Es gibt sie, diese Konsens-Alben, auf die sich Menschen mit zum Teil völlig unterschiedlichen Musik-Interessen plötzlich einigen können. Im Jahr 2007 gab es mindestens zwei dieser Konsens-Alben – zum einen das selbstbetitelte Debüt von Little Dragon, zum anderen „Asa Breed“ von Matthew Dear, das auf dem von ihm mitbegründeten Label Ghostly International erschien. Die Konsensfähigkeit von „Asa Breed“ ist vielleicht damit zu erklären, dass dieses Album gegenüber den eher techno- oder ambientartigen Vorgängern „Leave Luck To Heaven“ (2003) und „Backstroke“ (2004) ein ordentlicher Schritt in Richtung Pop war.

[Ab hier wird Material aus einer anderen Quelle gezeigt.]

#[cfg(test)]
mod tests {
    use super::*;
    use std::cell::RefCell;
    use std::rc::Rc;

    /// Shared event log so tests can observe render/dispose ordering.
    type Events = Rc<RefCell<Vec<String>>>;

    struct FakeHandle {
        id: usize,
        events: Events,
    }

    impl ChartHandle for FakeHandle {
        fn dispose(self) {
            self.events.borrow_mut().push(format!("dispose {}", self.id));
        }
    }

    #[derive(Default)]
    struct FakeRenderer {
        events: Events,
        rendered: Vec<ChartSeries>,
    }

    impl FakeRenderer {
        fn live(&self) -> i64 {
            let events = self.events.borrow();
            let created = events.iter().filter(|e| e.starts_with("render")).count() as i64;
            let disposed = events.iter().filter(|e| e.starts_with("dispose")).count() as i64;
            created - disposed
        }
    }

    impl ChartRenderer for FakeRenderer {
        type Handle = FakeHandle;

        fn render(&mut self, canvas_id: &str, series: &ChartSeries) -> FakeHandle {
            let id = self.rendered.len() + 1;
            self.events
                .borrow_mut()
                .push(format!("render {} on {}", id, canvas_id));
            self.rendered.push(series.clone());
            FakeHandle {
                id,
                events: self.events.clone(),
            }
        }
    }

    #[derive(Default)]
    struct RecordingNotifier {
        alerts: Vec<String>,
    }

    impl Notifier for RecordingNotifier {
        fn alert(&mut self, message: &str) {
            self.alerts.push(message.to_string());
        }
    }

    fn pipeline() -> SelectionPipeline<FakeRenderer, RecordingNotifier> {
        SelectionPipeline::new(
            FakeRenderer::default(),
            RecordingNotifier::default(),
            "chart",
        )
    }

    const UNSORTED: &str = r#"[{"Fecha":"2025-02-01","Valor":5},{"Fecha":"2025-01-01","Valor":3}]"#;

    #[test]
    fn test_begin_builds_relative_path() {
        let mut p = pipeline();
        let request = p.begin("50902", "IPC");
        assert_eq!(request.path, "data/processed/50902.json");
        assert_eq!(
            p.state(),
            &PipelineState::Loading {
                dataset_id: "50902".to_string()
            }
        );
        assert!(!p.state().is_ready());
    }

    #[test]
    fn test_successful_load_renders_sorted_series() {
        let mut p = pipeline();
        let request = p.begin("50902", "IPC");
        p.complete(request, Ok(FetchResponse::ok(UNSORTED))).unwrap();

        let rendered = &p.renderer().rendered;
        assert_eq!(rendered.len(), 1);
        assert_eq!(rendered[0].labels, vec!["ene 2025", "feb 2025"]);
        assert_eq!(rendered[0].values, vec![3.0, 5.0]);
        assert_eq!(rendered[0].title, "IPC");
        assert!(p.slot().is_live());
        assert!(p.notifier().alerts.is_empty());
        assert_eq!(
            p.state(),
            &PipelineState::Rendered {
                dataset_id: "50902".to_string()
            }
        );
    }

    #[test]
    fn test_non_success_status_alerts_once_and_renders_nothing() {
        let mut p = pipeline();
        let request = p.begin("404404", "Missing");
        let err = p
            .complete(request, Ok(FetchResponse::new(404, "Not Found")))
            .unwrap_err();

        assert_eq!(err.kind, LoadErrorKind::Status(404));
        assert_eq!(p.notifier().alerts.len(), 1);
        assert!(p.notifier().alerts[0].contains("Missing"));
        assert!(p.renderer().rendered.is_empty());
        assert!(!p.slot().is_live());
        assert_eq!(
            p.state(),
            &PipelineState::Failed {
                dataset_id: "404404".to_string()
            }
        );
        assert!(p.state().is_ready());
    }

    #[test]
    fn test_parse_failure_alerts_once() {
        let mut p = pipeline();
        let request = p.begin("1", "Broken");
        let err = p
            .complete(request, Ok(FetchResponse::ok("<html>oops</html>")))
            .unwrap_err();
        assert!(matches!(err.kind, LoadErrorKind::Parse(_)));
        assert_eq!(p.notifier().alerts.len(), 1);
        assert!(p.renderer().rendered.is_empty());
    }

    #[test]
    fn test_transport_failure_alerts_once() {
        let mut p = pipeline();
        let request = p.begin("1", "Offline");
        let err = p
            .complete(request, Err(anyhow::anyhow!("connection refused")))
            .unwrap_err();
        assert_eq!(
            err.kind,
            LoadErrorKind::Transport("connection refused".to_string())
        );
        assert_eq!(err.to_string(), "Failed to fetch dataset 1: connection refused");
        assert_eq!(p.notifier().alerts.len(), 1);
    }

    #[test]
    fn test_two_loads_leave_exactly_one_chart() {
        let mut p = pipeline();
        let first = p.begin("a", "A");
        p.complete(first, Ok(FetchResponse::ok(UNSORTED))).unwrap();
        let second = p.begin("b", "B");
        p.complete(second, Ok(FetchResponse::ok(UNSORTED))).unwrap();

        assert_eq!(p.renderer().live(), 1);
        assert_eq!(p.slot().current().map(|h| h.id), Some(2));
        let events = p.renderer().events.borrow().clone();
        assert_eq!(
            events,
            vec!["render 1 on chart", "dispose 1", "render 2 on chart"]
        );
    }

    #[test]
    fn test_failure_keeps_previous_chart() {
        let mut p = pipeline();
        let first = p.begin("a", "A");
        p.complete(first, Ok(FetchResponse::ok(UNSORTED))).unwrap();
        let second = p.begin("b", "B");
        let _ = p.complete(second, Ok(FetchResponse::new(500, "")));

        assert_eq!(p.renderer().live(), 1);
        assert_eq!(p.slot().current().map(|h| h.id), Some(1));
    }

    #[test]
    fn test_overlapping_loads_stay_pending_until_last_completes() {
        let mut p = pipeline();
        let first = p.begin("a", "A");
        let second = p.begin("b", "B");
        assert_eq!(p.pending(), 2);

        p.complete(first, Ok(FetchResponse::ok(UNSORTED))).unwrap();
        assert_eq!(p.pending(), 1);

        let _ = p.complete(second, Ok(FetchResponse::new(404, "")));
        assert_eq!(p.pending(), 0);
        assert_eq!(p.renderer().live(), 1);
    }

    #[test]
    fn test_reset_disposes_chart() {
        let mut p = pipeline();
        let request = p.begin("a", "A");
        p.complete(request, Ok(FetchResponse::ok("[]"))).unwrap();
        p.begin("b", "B");
        p.reset();
        assert_eq!(p.pending(), 0);
        assert_eq!(p.renderer().live(), 0);
        assert_eq!(p.state(), &PipelineState::Idle);
    }

    #[test]
    fn test_chart_slot_replace_disposes_previous() {
        let events: Events = Rc::default();
        let mut slot = ChartSlot::new();
        slot.replace(FakeHandle {
            id: 1,
            events: events.clone(),
        });
        slot.replace(FakeHandle {
            id: 2,
            events: events.clone(),
        });
        assert_eq!(events.borrow().as_slice(), ["dispose 1".to_string()]);
        assert_eq!(slot.current().map(|h| h.id), Some(2));
        slot.clear();
        assert!(!slot.is_live());
        assert_eq!(events.borrow().len(), 2);
    }
}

Diesen Weg geht der inzwischen 31-jährige Dear, der einzelne musikalische Arbeiten auch unter den Pseudonymen False, Audion und Jabberjaw veröffentlicht, nun mit „Black City“ konsequent weiter. Für sein neues Album hat er sich zwar drei Jahre Zeit gelassen, aber der Zeitpunkt des Erscheinens geht schon in Ordnung. War nämlich das Jahr 2007 ein ausgesprochen gutes und vielseitiges Musikjahr, zu dem Matthew Dear einen entscheidenden Beitrag leistete, entwickelt sich 2010 ähnlich spannend und aufregend, und es ist sicherlich kein Zufall, dass daran wiederum einige Bands und Künstler beteiligt sind, die schon das Jahr 2007 wesentlich mitgeprägt haben.

Auch wenn der in Texas geborene Matthew Dear als Teenager in Michigan seine musikalische Sozialisation in Form von Detroit-Techno erlebt hat, macht er mit einem unglaublichen Eröffnungs-Trio auf seinem neuen Album schnell klar, dass sein Pop auf verschiedenen Ebenen funktioniert. Bereits die ersten Töne auf „Black City“ nehmen die Ohren gefangen. Stimmungsvoll und zurückhaltend liefert Dear mit „Honey“ und dessen unterschwelliger Düsternis mal eben neben „It Is Not Meant To Be“ von Tame Impala den bislang coolsten Album-Opener des Jahres, wenn auch natürlich musikalisch völlig anders geartet. Der von einem (mit-)schleppenden Rhythmus getragene und mit einer herrlichen Schrägheit ausgestattete Funk von „I Can’t Feel“ erhöht das Tempo, welches schließlich im Titelstück „Little People (Black City)“ kulminiert. Matthew Dear sorgt mit geschickten Wendungen und den damit einhergehenden leichten Stimmungswechseln innerhalb ein und desselben Songs für eine Art Dreiteilung, sodass trotz ziemlich gerader Disco-Beats über die Dauer von neun Minuten keine Langeweile aufkommt. Der dritte und beste Teil hätte dabei mit seinen sich im Hintergrund befindlichen Tribal-Drums und den markanten Gitarrenklängen durchaus Stoff für einen eigenen Song geboten. Wer bei der Sechseinhalb-Minuten-Marke und dem Übergang zum dritten Teil des Songs keine Gänsehaut bekommt, ist selber schuld. Jedenfalls wird „Little People (Black City)“ in den nächsten Wochen gemeinsam mit „Even Judas Gave Jesus A Kiss“ von !!! um die Tanzflächen dieser Welt buhlen.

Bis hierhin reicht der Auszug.